In the light of the recent happenings this Gendry+Sansa combo is definitely not the worst possible scenario but I see it unlikely.
That would be a great surprise if Tyrion was partly Targaryen. Now if it comes to Tyrion: how come that he ended up being a redhead in this last season? Jaime's haircolour was also changed gradually. They were not babies in the beginning of the story and the haircolour of adults don't change this way. I know it's a minor detail but I don't like inconsistency.
ETA: Yara's character had a great potential. It's a pity that she didn't get more screen time.


----------



## juneping

chowlover2 said:


> Actually Yara and the Ironborn were another thread that went nowhere. I thought she was going to have a bigger role than she did, but she hightailed it back to the Iron Islands as soon as she could. She brought us Euron which was another nothing role as well as the Golden Company.


i think towards the end, Yara will just be another representative that "betray" Dany. Yara loves her brother who's loyal to the Starks....

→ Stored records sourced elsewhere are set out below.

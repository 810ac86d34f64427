//! Merkle commitment over a block's transaction set.

use super::hash::hash_hex;
use super::transaction::Transaction;

/// Leaf hash of a single transaction
pub fn leaf_hash(transaction: &Transaction) -> String {
    hash_hex(transaction.canonical_string().as_bytes())
}

/// Computes the Merkle root of an ordered list of transactions
///
/// Returns `None` for an empty list. Each level hashes the concatenated hex
/// strings of adjacent pairs; an odd level repeats its last entry.
pub fn merkle_root(transactions: &[Transaction]) -> Option<String> {
    let mut level: Vec<String> = transactions.iter().map(leaf_hash).collect();

    if level.is_empty() {
        return None;
    }

    while level.len() > 1 {
        if level.len() % 2 == 1 {
            if let Some(last) = level.last().cloned() {
                level.push(last);
            }
        }

        level = level
            .chunks(2)
            .map(|pair| hash_hex(format!("{}{}", pair[0], pair[1]).as_bytes()))
            .collect();
    }

    level.pop()
}
// API module
//
// HTTP surface over the ledger engine

pub mod handlers;
pub mod routes;
pub mod schema;

// Re-export main components for easier access
pub use routes::configure_routes;
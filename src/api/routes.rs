use actix_web::web;

use super::handlers;

/// Configures the API routes
///
/// # Arguments
///
/// * `cfg` - The service configuration
pub fn configure_routes(cfg: &mut web::ServiceConfig) {
    cfg.service(
        web::scope("/api/v1")
            .route("/chain", web::get().to(handlers::get_chain))
            .route("/blocks/{index}", web::get().to(handlers::get_block))
            .route("/mine", web::post().to(handlers::mine_block))
            .route("/transactions/new", web::post().to(handlers::new_transaction))
            .route("/transactions/seal", web::post().to(handlers::seal_pending))
            .route("/transactions/pending", web::get().to(handlers::get_pending_transactions))
            .route("/transactions/address/{address}", web::get().to(handlers::get_address_history))
            .route("/balance/{address}", web::get().to(handlers::get_balance))
            .route("/accounts", web::get().to(handlers::get_all_accounts))
            .route("/validate", web::get().to(handlers::validate_chain))
    );
}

it'll be funny at the end of the day Bronn will come protect Tyrion because that's his last hope of his castle....hahahahaha.....


----------



## Leelee786

DeMonica said:


> In the light of the recent happenings this Gendry+Sansa combo is definitely not the worst possible scenario but I see it unlikely.
> That would be a great surprise if Tyrion was partly Targaryen. Now if it comes to Tyrion: how come that he ended up being a redhead in this last season? Jaime's haircolour was also changed gradually. They were not babies in the beginning of the story and the haircolour of adults don't change this way. I know it's a minor detail but I don't like inconsistency.
> ETA: Yara's character had a great potential. It's a pity that she didn't get more screen time.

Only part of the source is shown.